EL DUCADO



El día de bodas un Príncipe normando entraba en la ciudad con su joven esposa. Los Príncipes iban 
en una carroza espléndida tirada por ocho caballos blancos, mientras la ciudad de Benevento, agolpada 
a lo largo del camino, aplaudía a los esposos. Pero a un cierto punto la escena cambió: el cortejo había 
llegado  a  la  gran  plaza,  frente  al  castillo,  y  allí  había  un  palco  con  una  horca  para  ajusticiar  a  un 
malhechor.  Aquel  condenado  había  sido  obligado  a  meter  la  cabeza  en  el  lazo.  La  Princesa,  dándose 
cuenta de lo que sucedía, rompió en lágrimas. 
Entonces, el Príncipe hizo parar el cortejo y mandó al verdugo que esperara. Se dirigió a los 
magistrados que estaban en pie en el palco y dijo: 
- Señores, la Princesa, mi esposa, como señal de homenaje, en el día en que llegó entre nosotros, pide que 
se haga gracia a este hombre. 
- Sire –respondieron los cónsules- seremos muy felices de escuchar el deseo de nuestra graciosa Princesa, 
pero la ley quiere que este hombre muera. 
- Entonces, ¿existen delitos que no se pueden perdonar? – preguntó la Princesa con un hilo de voz. 
 
El  consejero  del  Príncipe  hizo  notar  que,  según  una  antigua  costumbre  de  la  ciudad  de  Benevento, 
cualquier condenado podía ser rescatado, mediante la suma de mil ducados. 
- ¿Pero dónde quiere que encuentre este condenado una suma semejante? 
El  Príncipe  abrió  la  bolsa  y  salieron  ochocientos  ducados.  La  princesa,  con  manos  temblorosas, 
rebuscó en su portamonedas, pero no encontró más que cincuenta ducados. 
- Señores – dijo entonces - ¿no podrían bastar ochocientos cincuenta ducados? 
 - La ley pide mil – respondieron fríamente los magistrados. 

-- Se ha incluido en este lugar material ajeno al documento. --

//! Metrics definitions for the configuration generator.

use shared::metrics_defs::{MetricDef, MetricType};

pub const BUILD_DURATION: MetricDef = MetricDef {
    name: "build.duration",
    metric_type: MetricType::Histogram,
    description: "Time to build the data plane configuration from the graph in seconds",
};

pub const BUILD_UPSTREAMS: MetricDef = MetricDef {
    name: "build.upstreams",
    metric_type: MetricType::Gauge,
    description: "Number of http and stream upstreams in the last built configuration",
};

pub const RESOLVE_FAILURES: MetricDef = MetricDef {
    name: "resolve.failures",
    metric_type: MetricType::Counter,
    description: "Number of upstreams whose endpoints could not be resolved",
};

pub const GENERATE_FILES: MetricDef = MetricDef {
    name: "generate.files",
    metric_type: MetricType::Gauge,
    description: "Number of files in the last generated configuration",
};

pub const GENERATE_DURATION: MetricDef = MetricDef {
    name: "generate.duration",
    metric_type: MetricType::Histogram,
    description: "Time to render the nginx configuration in seconds",
};

pub const FILES_WRITTEN: MetricDef = MetricDef {
    name: "files.written",
    metric_type: MetricType::Counter,
    description: "Number of configuration files written to disk, by file type",
};

pub const ALL_METRICS: &[MetricDef] = &[
    BUILD_DURATION,
    BUILD_UPSTREAMS,
    RESOLVE_FAILURES,
    GENERATE_FILES,
    GENERATE_DURATION,
    FILES_WRITTEN,
];
//! Upstream settings policies do not produce include files. Their fields are
//! folded into the upstream block of every service they target.

use crate::http::UpstreamKeepAlive;
use dataplane::policies::Policy;

#[derive(Clone, Debug, Default, PartialEq, Eq)]
pub struct UpstreamSettings {
    pub zone_size: Option<String>,
    pub keep_alive: UpstreamKeepAlive,
}

/// Merges every upstream settings policy in order. A field set by a later
/// policy overrides the same field of an earlier one.
pub fn process(policies: &[Policy]) -> UpstreamSettings {
    let mut settings = UpstreamSettings::default();

    for policy in policies {
        let Policy::UpstreamSettings(usp) = policy else {
            continue;
        };

        if let Some(zone_size) = &usp.zone_size {
            settings.zone_size = Some(zone_size.clone());
        }

        let Some(keep_alive) = &usp.keep_alive else {
            continue;
        };
        if let Some(connections) = keep_alive.connections {
            settings.keep_alive.connections = Some(connections);
        }
        if let Some(requests) = keep_alive.requests {
            settings.keep_alive.requests = Some(requests);
        }
        if let Some(time) = &keep_alive.time {
            settings.keep_alive.time = Some(time.clone());
        }
        if let Some(timeout) = &keep_alive.timeout {
            settings.keep_alive.timeout = Some(timeout.clone());
        }
    }

    settings
}
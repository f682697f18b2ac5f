//! The http and https `server` blocks with their locations, and the match
//! table njs uses to route requests that match on more than their path.

use crate::common::{
    IpFamilyFlags, https_socket_name, proxy_protocol_suffix, real_ip_directives, safe_variable_name,
};
use crate::errors::{GenerateError, Result};
use crate::generator::{
    ExecuteResult, HTTP_CONFIG_FILE, HTTP_MATCH_VARS_FILE, cert_bundle_file_name, pem_file_name,
};
use crate::http::{
    Header, Location, LocationType, ProxySslVerify, ResponseHeaders, Return, Server, Ssl,
};
use crate::includes;
use crate::maps::{add_header_map_variable_name, passthrough_ports};
use crate::policies::PolicyGenerator;
use crate::split_clients::{backend_group_name, backend_group_needs_split};
use crate::templates::{self, Template};
use crate::upstreams::UpstreamMap;
use dataplane::{
    Backend, BackendGroup, Configuration, HttpFilters, HttpHeader, HttpRequestRedirectFilter,
    HttpUrlRewriteFilter, Match, MatchRule, PathModifierType, PathRule, PathType, ROOT_CA_PATH,
    VerifyTls, VirtualServer,
};
use serde::Serialize;
use std::collections::{BTreeMap, HashMap, HashSet};
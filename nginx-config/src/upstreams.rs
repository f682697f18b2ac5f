use crate::errors::Result;
use crate::generator::{ExecuteResult, HTTP_CONFIG_FILE, STREAM_CONFIG_FILE};
use crate::policies::upstreamsettings;
use crate::templates::{self, Template};
use crate::{http, stream};
use dataplane::{Configuration, Upstream};
use resolver::Endpoint;
use serde::Serialize;
use std::collections::HashMap;
use tracing::warn;

pub(crate) const UPSTREAMS_TEMPLATE: Template = Template {
    name: "upstreams.conf",
    source: r#"{% for u in upstreams %}
upstream {{ u.name }} {
    random two least_conn;
{% if u.zone_size %}
    zone {{ u.name }} {{ u.zone_size }};
{% endif %}
{% for server in u.servers %}
    server {{ server.address }};
{% endfor %}
{% if u.keep_alive.connections %}
    keepalive {{ u.keep_alive.connections }};
{% endif %}
{% if u.keep_alive.requests %}
    keepalive_requests {{ u.keep_alive.requests }};
{% endif %}
{% if u.keep_alive.time %}
    keepalive_time {{ u.keep_alive.time }};
{% endif %}
{% if u.keep_alive.timeout %}
    keepalive_timeout {{ u.keep_alive.timeout }};
{% endif %}
}

{% endfor %}
"#,
};

pub(crate) const STREAM_UPSTREAMS_TEMPLATE: Template = Template {
    name: "stream_upstreams.conf",
    source: r#"{% for u in upstreams %}
upstream {{ u.name }} {
    random two least_conn;
{% if u.zone_size %}
    zone {{ u.name }} {{ u.zone_size }};
{% endif %}
{% for server in u.servers %}
    server {{ server.address }};
{% endfor %}
}

{% endfor %}
"#,
};

/// Upstream for backend references that could not be resolved to a service.
pub(crate) const INVALID_BACKEND_REF: &str = "invalid-backend-ref";

const OSS_ZONE_SIZE: &str = "512k";
const PLUS_ZONE_SIZE: &str = "1m";
const NGINX_500_SERVER: &str = "unix:/var/run/nginx/nginx-500-server.sock";
const NGINX_503_SERVER: &str = "unix:/var/run/nginx/nginx-503-server.sock";

/// Upstreams by name, so locations can tell whether keepalive is on.
pub(crate) struct UpstreamMap<'a> {
    upstreams: HashMap<&'a str, &'a http::Upstream>,
}

impl<'a> UpstreamMap<'a> {
    pub(crate) fn new(upstreams: &'a [http::Upstream]) -> Self {
        UpstreamMap {
            upstreams: upstreams.iter().map(|u| (u.name.as_str(), u)).collect(),
        }
    }

    pub(crate) fn keep_alive_enabled(&self, name: &str) -> bool {
        self.upstreams
            .get(name)
            .is_some_and(|u| u.keep_alive.enabled())
    }
}

#[derive(Serialize)]
struct Upstreams<'a, T> {
    upstreams: &'a [T],
}

fn zone_size(plus: bool) -> &'static str {
    if plus { PLUS_ZONE_SIZE } else { OSS_ZONE_SIZE }
}

fn server_address(endpoint: &Endpoint) -> String {
    if endpoint.ipv6 {
        format!("[{}]:{}", endpoint.address, endpoint.port)
    } else {
        format!("{}:{}", endpoint.address, endpoint.port)
    }
}

/// The http upstreams, followed by the one serving invalid backend references.
pub(crate) fn create_upstreams(upstreams: &[Upstream], plus: bool) -> Vec<http::Upstream> {
    let mut result: Vec<http::Upstream> =
        upstreams.iter().map(|u| create_upstream(u, plus)).collect();

    result.push(http::Upstream {
        name: INVALID_BACKEND_REF.to_string(),
        servers: vec![http::UpstreamServer {
            address: NGINX_500_SERVER.to_string(),
        }],
        ..Default::default()
    });

    result
}

fn create_upstream(upstream: &Upstream, plus: bool) -> http::Upstream {
    let settings = upstreamsettings::process(&upstream.policies);
    let zone_size = settings
        .zone_size
        .unwrap_or_else(|| zone_size(plus).to_string());

    if upstream.endpoints.is_empty() {
        if !upstream.error_msg.is_empty() {
            warn!(
                upstream = %upstream.name,
                error = %upstream.error_msg,
                "Upstream has no endpoints, requests will get a 503"
            );
        }

        return http::Upstream {
            name: upstream.name.clone(),
            zone_size,
            servers: vec![http::UpstreamServer {
                address: NGINX_503_SERVER.to_string(),
            }],
            keep_alive: settings.keep_alive,
        };
    }

    http::Upstream {
        name: upstream.name.clone(),
        zone_size,
        servers: upstream
            .endpoints
            .iter()
            .map(|e| http::UpstreamServer {
                address: server_address(e),
            })
            .collect(),
        keep_alive: settings.keep_alive,
    }
}

pub(crate) fn execute_upstreams(upstreams: &[http::Upstream]) -> Result<Vec<ExecuteResult>> {
    let rendered = templates::render(&UPSTREAMS_TEMPLATE, Upstreams { upstreams })?;
    Ok(vec![ExecuteResult::new(HTTP_CONFIG_FILE, rendered)])
}

/// Stream upstreams without endpoints are left out. Nothing routes to them:
/// the stream maps send their hostnames nowhere.
pub(crate) fn execute_stream_upstreams(
    conf: &Configuration,
    plus: bool,
) -> Result<Vec<ExecuteResult>> {
    let upstreams: Vec<stream::Upstream> = conf
        .stream_upstreams
        .iter()
        .filter(|u| !u.endpoints.is_empty())
        .map(|u| stream::Upstream {
            name: u.name.clone(),
            zone_size: zone_size(plus).to_string(),
            servers: u
                .endpoints
                .iter()
                .map(|e| stream::UpstreamServer {
                    address: server_address(e),
                })
                .collect(),
        })
        .collect();

    let rendered = templates::render(
        &STREAM_UPSTREAMS_TEMPLATE,
        Upstreams {
            upstreams: &upstreams,
        },
    )?;
    Ok(vec![ExecuteResult::new(STREAM_CONFIG_FILE, rendered)])
}
use crate::errors::Result;
use crate::generator::{ExecuteResult, HTTP_CONFIG_FILE};
use crate::templates::{self, Template};
use dataplane::policies::SpanAttribute;
use dataplane::{Configuration, Ratio};
use serde::Serialize;

pub(crate) const TELEMETRY_TEMPLATE: Template = Template {
    name: "telemetry.conf",
    source: r#"otel_exporter {
    endpoint {{ endpoint }};
{% if interval %}
    interval {{ interval }};
{% endif %}
{% if batch_size %}
    batch_size {{ batch_size }};
{% endif %}
{% if batch_count %}
    batch_count {{ batch_count }};
{% endif %}
}

otel_service_name {{ service_name }};
{% for attr in span_attributes %}
otel_span_attr "{{ attr.key }}" "{{ attr.value }}";
{% endfor %}
{% for ratio in ratios %}

split_clients $otel_trace_id {{ ratio.name }} {
    {{ ratio.value }}% on;
    * off;
}
{% endfor %}
"#,
};

#[derive(Serialize)]
struct TelemetryContext<'a> {
    endpoint: &'a str,
    interval: &'a str,
    batch_size: i32,
    batch_count: i32,
    service_name: &'a str,
    span_attributes: &'a [SpanAttribute],
    ratios: &'a [Ratio],
}

/// Nothing is rendered unless an exporter endpoint is configured.
pub(crate) fn execute_telemetry(conf: &Configuration) -> Result<Vec<ExecuteResult>> {
    let telemetry = &conf.telemetry;
    if !telemetry.enabled() {
        return Ok(Vec::new());
    }

    let ctx = TelemetryContext {
        endpoint: &telemetry.endpoint,
        interval: &telemetry.interval,
        batch_size: telemetry.batch_size,
        batch_count: telemetry.batch_count,
        service_name: &telemetry.service_name,
        span_attributes: &telemetry.span_attributes,
        ratios: &telemetry.ratios,
    };

    Ok(vec![ExecuteResult::new(
        HTTP_CONFIG_FILE,
        templates::render(&TELEMETRY_TEMPLATE, &ctx)?,
    )])
}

Entonces, la Princesa bajo de la carroza e hizo una colecta entre los pajes y caballeros del séquito. 
Todos  pusieron,  con  gusto,  en  sus  manos  gentiles  aquello  que  tenían.  Hicieron  la  cuenta  final: 
novecientos noventa y nueve ducados. 
- ¿Ninguno tiene un ducado más, ninguno…? 
- Por lo tanto, por un ducado será ahorcado este hombre? – exclamó indignada la Princesa. 
-  No  es  culpa  nuestra  –  dijeron  los  magistrados  impasibles  en  sus  capas  negras  –  La  ley nadie la puede 
cambiar. 
E hicieron señal al verdugo para cumplir con su deber. 
 
- ¡Un momento! – gritó la Princesa – Busquen en los bolsillos de aquel infeliz, quizá encuentren algo. 
El  verdugo  obedeció  y  de  uno  de  los  bolsillos  del  condenado  sacó  un  ducado  de  oro:  era 
exactamente lo que faltaba para completar los mil ducados. Precisamente por aquel contributo al precio 
del rescate el malhechor se salvó 
La Princesa lo invitó al castillo y así, en vez de terminar la jornada enterrado en la fosa, fuera de 
los muros de la ciudad, pudo sentarse al banquete de bodas del palacio real.